About this task: Find the line containing "let t = ticket(&lottery.db, round.id, winner.number).await;" in the records below. Copy exactly that line and each one after it, ending at the line containing "async fn each_owner_wins_at_most_once_per_round()", and nothing more.

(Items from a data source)
----
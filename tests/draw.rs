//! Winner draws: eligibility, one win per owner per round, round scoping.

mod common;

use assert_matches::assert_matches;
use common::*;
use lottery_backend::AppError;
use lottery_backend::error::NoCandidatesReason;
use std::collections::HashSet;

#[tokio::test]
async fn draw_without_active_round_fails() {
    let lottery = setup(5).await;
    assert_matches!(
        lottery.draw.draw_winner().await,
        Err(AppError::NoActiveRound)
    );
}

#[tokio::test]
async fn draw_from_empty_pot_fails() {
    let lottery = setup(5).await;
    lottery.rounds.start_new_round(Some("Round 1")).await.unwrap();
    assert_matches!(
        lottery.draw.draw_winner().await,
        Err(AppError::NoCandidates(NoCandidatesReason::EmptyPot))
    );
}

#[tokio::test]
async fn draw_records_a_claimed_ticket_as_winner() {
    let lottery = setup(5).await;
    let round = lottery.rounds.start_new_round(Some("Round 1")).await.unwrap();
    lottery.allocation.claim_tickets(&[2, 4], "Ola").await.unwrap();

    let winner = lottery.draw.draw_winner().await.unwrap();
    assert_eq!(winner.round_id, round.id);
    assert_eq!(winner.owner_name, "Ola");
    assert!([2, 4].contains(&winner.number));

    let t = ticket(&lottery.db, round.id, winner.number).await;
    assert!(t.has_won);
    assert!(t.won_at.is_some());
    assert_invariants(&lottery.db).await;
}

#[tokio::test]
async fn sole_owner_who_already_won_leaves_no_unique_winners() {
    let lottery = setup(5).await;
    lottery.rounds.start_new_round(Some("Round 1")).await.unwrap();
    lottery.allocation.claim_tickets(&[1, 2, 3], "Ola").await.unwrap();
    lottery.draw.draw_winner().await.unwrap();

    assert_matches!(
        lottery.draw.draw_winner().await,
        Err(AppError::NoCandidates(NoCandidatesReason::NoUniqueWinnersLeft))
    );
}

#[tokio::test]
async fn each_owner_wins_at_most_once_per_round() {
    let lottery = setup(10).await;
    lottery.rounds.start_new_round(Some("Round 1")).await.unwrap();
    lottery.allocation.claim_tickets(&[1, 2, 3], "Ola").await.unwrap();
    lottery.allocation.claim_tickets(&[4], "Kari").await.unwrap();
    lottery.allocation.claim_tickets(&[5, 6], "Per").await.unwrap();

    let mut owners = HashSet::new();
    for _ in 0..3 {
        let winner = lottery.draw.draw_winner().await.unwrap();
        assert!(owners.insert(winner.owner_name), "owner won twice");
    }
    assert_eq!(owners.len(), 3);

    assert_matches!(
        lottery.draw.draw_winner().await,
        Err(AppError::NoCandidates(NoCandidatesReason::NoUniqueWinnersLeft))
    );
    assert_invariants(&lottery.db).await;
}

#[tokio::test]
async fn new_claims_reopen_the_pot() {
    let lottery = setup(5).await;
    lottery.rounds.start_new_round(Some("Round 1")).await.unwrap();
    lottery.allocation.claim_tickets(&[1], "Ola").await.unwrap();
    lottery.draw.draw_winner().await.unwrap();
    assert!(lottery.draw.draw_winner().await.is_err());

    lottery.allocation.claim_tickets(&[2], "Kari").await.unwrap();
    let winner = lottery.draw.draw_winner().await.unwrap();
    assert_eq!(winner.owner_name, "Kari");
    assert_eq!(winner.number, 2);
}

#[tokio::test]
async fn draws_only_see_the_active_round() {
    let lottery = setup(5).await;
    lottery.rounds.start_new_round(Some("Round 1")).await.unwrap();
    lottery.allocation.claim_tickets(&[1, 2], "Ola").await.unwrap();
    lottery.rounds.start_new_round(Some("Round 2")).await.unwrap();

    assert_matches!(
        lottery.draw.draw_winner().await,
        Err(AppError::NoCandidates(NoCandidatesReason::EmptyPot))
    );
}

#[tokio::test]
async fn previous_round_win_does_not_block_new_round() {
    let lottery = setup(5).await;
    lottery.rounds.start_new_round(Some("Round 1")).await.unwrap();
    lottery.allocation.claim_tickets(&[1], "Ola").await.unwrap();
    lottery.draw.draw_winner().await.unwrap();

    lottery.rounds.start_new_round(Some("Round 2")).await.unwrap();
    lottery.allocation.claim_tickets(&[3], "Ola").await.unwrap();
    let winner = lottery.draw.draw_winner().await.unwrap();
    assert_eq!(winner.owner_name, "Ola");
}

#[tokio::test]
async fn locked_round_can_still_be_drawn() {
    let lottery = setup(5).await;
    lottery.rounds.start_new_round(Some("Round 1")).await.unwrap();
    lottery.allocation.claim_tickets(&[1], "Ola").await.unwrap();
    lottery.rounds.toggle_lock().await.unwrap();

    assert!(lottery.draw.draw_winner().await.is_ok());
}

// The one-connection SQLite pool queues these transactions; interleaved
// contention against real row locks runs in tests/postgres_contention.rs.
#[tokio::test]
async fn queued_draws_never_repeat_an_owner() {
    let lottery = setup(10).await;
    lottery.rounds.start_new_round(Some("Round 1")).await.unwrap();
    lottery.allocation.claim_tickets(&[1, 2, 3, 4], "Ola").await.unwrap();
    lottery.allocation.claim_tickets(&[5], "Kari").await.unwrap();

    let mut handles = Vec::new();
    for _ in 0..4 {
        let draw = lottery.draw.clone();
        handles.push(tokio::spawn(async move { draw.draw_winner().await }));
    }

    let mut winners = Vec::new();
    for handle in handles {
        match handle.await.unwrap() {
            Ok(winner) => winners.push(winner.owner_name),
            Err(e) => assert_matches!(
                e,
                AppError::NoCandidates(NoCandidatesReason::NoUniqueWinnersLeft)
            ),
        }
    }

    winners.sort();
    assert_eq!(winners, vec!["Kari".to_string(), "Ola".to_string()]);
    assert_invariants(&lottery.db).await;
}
----
Answer box:
    let t = ticket(&lottery.db, round.id, winner.number).await;
    assert!(t.has_won);
    assert!(t.won_at.is_some());
    assert_invariants(&lottery.db).await;
}

#[tokio::test]
async fn sole_owner_who_already_won_leaves_no_unique_winners() {
    let lottery = setup(5).await;
    lottery.rounds.start_new_round(Some("Round 1")).await.unwrap();
    lottery.allocation.claim_tickets(&[1, 2, 3], "Ola").await.unwrap();
    lottery.draw.draw_winner().await.unwrap();

    assert_matches!(
        lottery.draw.draw_winner().await,
        Err(AppError::NoCandidates(NoCandidatesReason::NoUniqueWinnersLeft))
    );
}

#[tokio::test]
async fn each_owner_wins_at_most_once_per_round() {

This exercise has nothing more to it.